Yesterday’s blog post covered a long list of problems caused by gender inequality, and how gender disparity contributes to a disproportionate amount of responsibility in child-rearing and other domestic tasks, unfair wages and chance of employment or financial independence for women, harmful practices like female genital mutilation (FGM), child marriage, promotes rape culture, and can even encourage violence or abuse against women. I honestly believe that change begins at home. Parents should be responsible for teaching their children about gender equality and to breakdown outdated gender stereotypes which can manifest in harmful ways. By not raising our children to think that all genders are equal, we are contributing to the problem.

Photo by Alex Radelich on Unsplash

So how does one raise gender-neutral children without imposing typical (and harmful) gender stereotypes? I’ve put together a list of what I think is most important when breaking down gender stereotypes to parent in a gender-neutral way.
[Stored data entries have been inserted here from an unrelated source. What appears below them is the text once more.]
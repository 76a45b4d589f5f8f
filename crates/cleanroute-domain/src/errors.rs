//! Ingestion-time validation errors (spec §9 "Input validation").
//!
//! These cover malformed input data, not scheduling infeasibility; a task
//! the core cannot place lands in `unassigned_tasks` instead of failing the
//! run (spec §4.7 "A run never fails because tasks could not be scheduled").
//!
//! Apartment-type tags are validated earlier, at deserialization (see
//! `ApartmentType`'s `Deserialize` impl, which routes through
//! `ApartmentType::parse` and rejects anything else outright) — by the time
//! a `Task` exists its tag is already one of the seven valid ones, so there
//! is no corresponding variant here.

use crate::ids::TaskId;
use crate::task::{Cleaner, Task};
use std::collections::BTreeSet;

#[derive(Debug, thiserror::Error)]
pub enum IngestError {
    #[error("task {0}: coordinates ({1}, {2}) are not finite")]
    NonFiniteCoordinates(TaskId, f64, f64),

    #[error("task {0}: cleaning_minutes must be positive, got {1}")]
    NonPositiveCleaningMinutes(TaskId, i64),

    #[error("duplicate task id {0} in input batch")]
    DuplicateTaskId(TaskId),

    #[error("cleaner roster is empty")]
    EmptyRoster,
}

/// Ingestion-boundary checks (spec §9): non-finite coordinates,
/// non-positive cleaning duration, duplicate task ids, and an empty
/// cleaner roster. Called once per run before any phase runs.
pub fn validate_ingest(tasks: &[Task], cleaners: &[Cleaner]) -> Result<(), IngestError> {
    if cleaners.is_empty() {
        return Err(IngestError::EmptyRoster);
    }

    let mut seen = BTreeSet::new();
    for task in tasks {
        if !seen.insert(task.id) {
            return Err(IngestError::DuplicateTaskId(task.id));
        }
        if !task.is_schedulable() {
            if !task.lat.is_finite() || !task.lon.is_finite() {
                return Err(IngestError::NonFiniteCoordinates(task.id, task.lat, task.lon));
            }
            return Err(IngestError::NonPositiveCleaningMinutes(
                task.id,
                task.cleaning_minutes as i64,
            ));
        }
    }
    Ok(())
}

#[cfg(test)]
mod tests {
    use super::*;
    use crate::ids::CleanerId;
    use crate::task::{ApartmentType, ContractClass, Role};
    use chrono::NaiveTime;

    fn task(id: i64, lat: f64, lon: f64, cleaning_minutes: u32) -> Task {
        Task {
            id: TaskId(id),
            logistic_code: crate::ids::LogisticCode(id),
            lat,
            lon,
            client_id: id,
            premium: false,
            straordinaria: false,
            apartment_type: ApartmentType::A,
            priority: None,
            cleaning_minutes,
            checkout_time: None,
            checkin_time: None,
        }
    }

    fn cleaner(id: i64) -> Cleaner {
        Cleaner {
            id: CleanerId(id),
            name: "Ana".to_string(),
            role: Role::Standard,
            contract_class: ContractClass::C,
            can_do_straordinaria: false,
            preferred_customers: vec![],
            accumulated_hours: 0.0,
            day_start: NaiveTime::from_hms_opt(9, 0, 0).unwrap(),
        }
    }

    #[test]
    fn accepts_a_well_formed_batch() {
        assert!(validate_ingest(&[task(1, 45.0, 9.0, 60)], &[cleaner(1)]).is_ok());
    }

    #[test]
    fn rejects_empty_roster() {
        assert!(matches!(validate_ingest(&[task(1, 45.0, 9.0, 60)], &[]), Err(IngestError::EmptyRoster)));
    }

    #[test]
    fn rejects_duplicate_task_ids() {
        let tasks = vec![task(1, 45.0, 9.0, 60), task(1, 45.1, 9.1, 60)];
        assert!(matches!(
            validate_ingest(&tasks, &[cleaner(1)]),
            Err(IngestError::DuplicateTaskId(TaskId(1)))
        ));
    }

    #[test]
    fn rejects_non_finite_coordinates() {
        let tasks = vec![task(1, f64::NAN, 9.0, 60)];
        assert!(matches!(
            validate_ingest(&tasks, &[cleaner(1)]),
            Err(IngestError::NonFiniteCoordinates(TaskId(1), _, _))
        ));
    }

    #[test]
    fn rejects_non_positive_cleaning_minutes() {
        let tasks = vec![task(1, 45.0, 9.0, 0)];
        assert!(matches!(
            validate_ingest(&tasks, &[cleaner(1)]),
            Err(IngestError::NonPositiveCleaningMinutes(TaskId(1), 0))
        ));
    }
}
  1. Allow your children to feel their feelings: Let boys be emotional and cry if they want to, let girls be brave and tough if they feel like it. Expression is key to healthy emotional intelligence. Don’t stop your child from feeling what he or she wants to feel, so they don’t end up keeping it all inside (which will inevitably implode or explode into a tantrum or other negative behaviour sooner or later). Bottling up your emotions long enough (or regularly enough) can even surface as violent behaviour down the line, which is dangerous for your child and for those he or she interacts with. And whatever you do, do not shame your kids for their emotions or their behaviour. 
  2. Don’t adhere to typical gender stereotypes: Girls can wear blue, boys can paint their nails. Girls can play with dinosaurs or play football, boys can do ballet and play with dolls. Did you know that pink was considered a boys’ colour during the Victorian Era? And blue was for girls and considered very feminine [1]. Do you know why it changed? An advertising campaign! It’s all arbitrary and colours are not masculine or feminine. Let your kids wear what they like!
  3. Encourage open communication: Ensure your child knows he or she can come to you if they’re feeling something (anything!). And remember that communication goes both ways. It’s OK to tell your child if you are feeling sad, angry, disappointed, etc. By showing your child that you feel and express your emotions, you teach your child and model normal behaviour.
  4. Teach your kids to be emotionally aware: In addition to speaking about and experiencing their own feelings, it’s important to teach your kids to be respectful of the feelings of others. Regular open discussions and engagement about our feelings, why and how we feel them, and to be respectful or act appropriately when others are having different emotional experiences is important (for example, our neighbour is sad because her dog passed away).
  5. Don’t distinguish between roles based on gender: raising babies? That’s work for mothers AND fathers. Domestic work? That too. Executive positions? Men and women can be equally qualified for top roles. Of course you and your partner may choose to split these tasks, but do so in a mindful way so that your child knows that you aren’t staying home to care for babies because you’re a woman, or going to work and earning all the money because you’re a man. Teach your kids that men stay home with kids, and that there are women executives too. Avoid referring to a job or duty as ‘women’s work’ or ‘a man’s job’. 
  6. Treat your children equally: Don’t praise your boy over your girl. Don’t be protective of your daughter around boys who show an interest but encourage your son to date lots of girls. Don’t joke about your son being a heartbreaker or ladies’ man or joke about your daughter being banned from talking to boys until she’s 35. Don’t favour one child over another. It sounds simple, but gender roles are so ingrained in our societies and cultures that it’s easy to send the wrong messages if we aren’t careful and mindful of our own behaviours. 
  7. Talk to your kids about sexual health: Avoiding topics like sex stigmatises sexuality and the opposite gender. Kids are curious by nature, so if they ask you questions, speak openly and candidly (in an age-appropriate way). Make sure your children are aware that they are responsible for their actions and should respect the wishes of others (don’t shame girls for what they’re wearing and teach your boys about consent).
  8. Model gender-equal behaviour: If you and your partner/spouse don’t treat each other as equals, you send a very strong message to your child that you are not equals. If you speak down to or abuse your spouse or partner, your child will think that’s normal behaviour. If one parent does all the childcare or all the housework, this sends a very strong (negative) message to your child about gender equality. Remember that kids learn from what you do, not what you say. If you preach equality to your child but disrespect the opposite gender, your child will likely just learn to repeat what you’re preaching but will learn that gender disparity is normal. By showing respectful behaviour to everyone around you, you can model positive gender-equal behaviour for your child.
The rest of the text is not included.